The note structure is where Anthem earns its name. Four top notes, saffron, lemon, cinnamon, nutmeg, arrive in quick succession, almost as if the opening is trying to say everything at once. The heart swaps between the two data sources: one lists rose, ylang-ylang, geranium, labdanum, vanilla; the other shows rose, cinnamon, nutmeg, geranium, ylang-ylang. Both are right, depending on when you smell it. What matters is the rose-vanilla axis in the heart, holding the composition together while the spices above and the woods below argue. The base, oud, patchouli, amber, sandalwood, musk, oakmoss, lands heavy and stays that way. No apology required.
The evolution
The opening is the event. Saffron hits first, sharp and almost bitter before the lemon arrives to cut it bright.

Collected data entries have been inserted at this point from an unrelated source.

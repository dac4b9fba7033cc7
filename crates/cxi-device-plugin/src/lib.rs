//! Kubernetes device plugin and CDI manifest generator for HPE Slingshot
//! (CXI) NICs.

pub mod app;
pub mod cmd;
pub mod config;
pub mod hardware;
pub mod logging;
pub mod manifest;
pub mod plugin;
pub mod virtualization;

#[cfg(test)]
mod testing;
use std::fs;
use std::io;
use std::path::Path;
use std::path::PathBuf;
use std::sync::Arc;

use error_stack::Report;
use error_stack::ResultExt;
use tracing::debug;
use tracing::info;
use tracing::warn;

use super::device::DEVICE_NODE_PREFIX;
use super::identity::device_uid;
use super::DeviceRecord;
use super::DeviceSet;
use super::FileKind;
use super::HardwareError;
use super::MountRecord;
use crate::config::host::VENDOR_ID;
use crate::config::HostConfig;

const PCI_SLOT_KEY: &str = "PCI_SLOT_NAME=";

/// Scans the host for CXI NICs and the libraries they need.
#[derive(Debug, Clone)]
pub struct Discovery {
    config: Arc<HostConfig>,
}

impl Discovery {
    pub fn new(config: Arc<HostConfig>) -> Self {
        Self { config }
    }

    pub fn config(&self) -> &HostConfig {
        &self.config
    }

    /// Builds one record per HPE NIC below the topology namespace.
    ///
    /// A missing namespace means no devices. A device whose index cannot be
    /// resolved fails the whole pass.
    pub fn discover_devices(&self) -> Result<DeviceSet, Report<HardwareError>> {
        let topology = self.config.topology_path();
        let entries = match fs::read_dir(&topology) {
            Ok(entries) => entries,
            Err(e) if e.kind() == io::ErrorKind::NotFound => {
                debug!(
                    "No HPE CXI devices found on this host, {} does not exist",
                    topology.display()
                );
                return Ok(DeviceSet::new());
            }
            Err(e) => {
                return Err(Report::new(e).change_context(HardwareError::Topology {
                    path: topology.display().to_string(),
                }))
            }
        };

        let mut cards: Vec<String> = entries
            .filter_map(io::Result::ok)
            .map(|entry| entry.file_name().to_string_lossy().into_owned())
            .collect();
        cards.sort();

        let mut devices = DeviceSet::new();
        for card in cards {
            let device_dir = topology.join(&card).join("device");
            let vendor = read_attribute(&device_dir, "vendor");
            if vendor != VENDOR_ID {
                debug!("{card} is not a HPE NIC (vendor {vendor:?})");
                continue;
            }
            debug!("Found HPE CXI PCI device: {card}");

            let device = build_device(&device_dir, &card)?;
            devices.insert(device.uid.clone(), device);
        }

        Ok(devices)
    }

    /// Lists the libfabric and libcxi files that have to be mounted into
    /// containers.
    pub fn discover_mounts(&self) -> Result<Vec<MountRecord>, Report<HardwareError>> {
        let mut mounts = Vec::new();
        for library in [&self.config.libfabric, &self.config.libcxi] {
            let root = library.resolve()?;
            info!("Using {} root: {}", library.name, root.display());
            mounts.extend(build_mounts(
                &root,
                library.name,
                &self.config.mount_options,
            )?);
        }
        Ok(mounts)
    }
}

/// Reads every attribute of one device directory into a record.
pub fn build_device(device_dir: &Path, name: &str) -> Result<DeviceRecord, Report<HardwareError>> {
    let pci_address = read_pci_slot(&device_dir.join("uevent"));
    let device_id = read_attribute(device_dir, "device");
    let device_index = read_device_index(device_dir)?;

    Ok(DeviceRecord {
        name: name.to_string(),
        uid: device_uid(&pci_address, &device_id),
        device_index,
        pci_address,
        local_cpus: read_attribute(device_dir, "local_cpus"),
        local_cpu_list: read_attribute(device_dir, "local_cpulist"),
        numa_node: read_attribute(device_dir, "numa_node"),
        version: read_attribute(device_dir, "properties/cassini_version"),
        speed: read_attribute(device_dir, "properties/speed"),
    })
}

/// Trimmed content of an attribute file, empty when it cannot be read.
fn read_attribute(device_dir: &Path, attribute: &str) -> String {
    let path = device_dir.join(attribute);
    match fs::read_to_string(&path) {
        Ok(content) => content.trim().to_string(),
        Err(e) => {
            warn!("Failed reading device file {}: {e}", path.display());
            String::new()
        }
    }
}

/// Bus address from the first `PCI_SLOT_NAME=` line of a uevent file.
fn read_pci_slot(uevent: &Path) -> String {
    let content = match fs::read_to_string(uevent) {
        Ok(content) => content,
        Err(e) => {
            warn!("Error opening {}: {e}", uevent.display());
            return String::new();
        }
    };

    content
        .lines()
        .find_map(|line| line.strip_prefix(PCI_SLOT_KEY))
        .map(|slot| slot.trim().to_string())
        .unwrap_or_default()
}

/// Lowest `cxiN` entry below `<device>/cxi`.
fn read_device_index(device_dir: &Path) -> Result<u64, Report<HardwareError>> {
    let node_dir = device_dir.join(DEVICE_NODE_PREFIX);
    let not_found = || HardwareError::DeviceIndexNotFound {
        path: device_dir.display().to_string(),
    };

    let entries = fs::read_dir(&node_dir).change_context_lazy(not_found)?;
    let index = entries
        .filter_map(io::Result::ok)
        .filter_map(|entry| {
            let name = entry.file_name();
            name.to_str()?
                .strip_prefix(DEVICE_NODE_PREFIX)?
                .parse::<u64>()
                .ok()
        })
        .min();

    match index {
        Some(index) => {
            debug!("Found device cxi{index} in {}", node_dir.display());
            Ok(index)
        }
        None => Err(Report::new(not_found())),
    }
}

fn build_mounts(
    root: &Path,
    prefix: &str,
    options: &[String],
) -> Result<Vec<MountRecord>, Report<HardwareError>> {
    let entries = fs::read_dir(root).change_context_lazy(|| HardwareError::LibraryDirectory {
        path: root.display().to_string(),
    })?;

    let mut paths: Vec<PathBuf> = entries
        .filter_map(io::Result::ok)
        .filter(|entry| entry.file_name().to_string_lossy().starts_with(prefix))
        .map(|entry| entry.path())
        .collect();
    paths.sort();

    let mounts = paths
        .into_iter()
        .map(|path| {
            let kind = match fs::symlink_metadata(&path) {
                Ok(metadata) => FileKind::from_file_type(metadata.file_type()),
                Err(e) => {
                    warn!("Failed to stat mount point {}: {e}", path.display());
                    FileKind::Unknown
                }
            };
            if kind == FileKind::Unknown {
                warn!("Unknown file type for {}", path.display());
            }
            MountRecord {
                name: prefix.to_string(),
                host_path: path.clone(),
                container_path: path,
                options: options.to_vec(),
                kind,
            }
        })
        .collect();
    Ok(mounts)
}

Cinnamon and nutmeg follow within minutes, giving the top a warm, almost combustible quality. It doesn't build so much as announce itself. The heart is where the story shifts. The rose arrives slow, thirty minutes in on most skin, sweet but not delicate. The ylang-ylang gives it an almost tropical depth. The labdanum adds resin, a hint of something ancient. Vanilla is the quiet worker here, not dominating but smoothing every edge the spices tried to cut. By the drydown, the oud has taken hold. This is where Anthem justifies its name. The patchouli keeps things earthy, the sandalwood keeps them warm, the amber keeps them close. Musk is the final word, intimate and persistent. On fabric, this lasts well into the next day. On skin, expect eight to ten hours of a fragrance that changed three times and never lost confidence.
Cultural impact
Anthem stands apart in the warm-spicy Oriental category by refusing to soften its edges. Where many modern Orientals lean into accessibility, this one keeps its conviction, the oud and patchouli stay present, the rose stays bold. It speaks to a wearer who wants a fragrance with a clear point of view, not a diplomatic compromise. The 1821 inspiration could have read as historical costume, but instead it became a conversation about what independence smells like: not polite, not safe, but earned.